[Source records]
=-=-=-=-=

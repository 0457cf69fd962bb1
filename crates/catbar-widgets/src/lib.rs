//! Category bar widget for catbar.
//!
//! [`CategoryBar`] draws a segmented horizontal bar. Cumulative labels sit
//! above the segment boundaries ([`place_labels`] decides which fit) and an
//! optional marker takes the color of the segment it falls on
//! ([`resolve_marker_color`]). A [`Tooltip`] opens while the marker is
//! hovered or focused.
//!
//! ```
//! use catbar_core::{ColorToken, Rect, RecordingCanvas, Widget};
//! use catbar_widgets::CategoryBar;
//!
//! let mut bar = CategoryBar::new(vec![40.0, 30.0, 30.0])
//!     .colors(vec![ColorToken::Emerald, ColorToken::Yellow, ColorToken::Rose])
//!     .marker_value(55.0);
//! bar.layout(Rect::new(0.0, 0.0, 300.0, 36.0));
//!
//! let mut canvas = RecordingCanvas::new();
//! bar.paint(&mut canvas);
//! assert_eq!(bar.marker_color(), Some(ColorToken::Yellow));
//! ```

pub mod category_bar;
pub mod labels;
pub mod marker;
pub mod tooltip;

pub use category_bar::CategoryBar;
pub use labels::{place_labels, BarLabel, BoundaryLabel, LabelLayout};
pub use marker::{marker_segment_index, resolve_marker_color};
pub use tooltip::{Tooltip, TooltipPlacement};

=-=-=-=-=

About this exercise:
What do the lines from the one with "pub mod category_bar;" through the last line of the entries say? Print them word for word, both ends included, and nothing else.

Completed task:
pub mod category_bar;
pub mod labels;
pub mod marker;
pub mod tooltip;

pub use category_bar::CategoryBar;
pub use labels::{place_labels, BarLabel, BoundaryLabel, LabelLayout};
pub use marker::{marker_segment_index, resolve_marker_color};
pub use tooltip::{Tooltip, TooltipPlacement};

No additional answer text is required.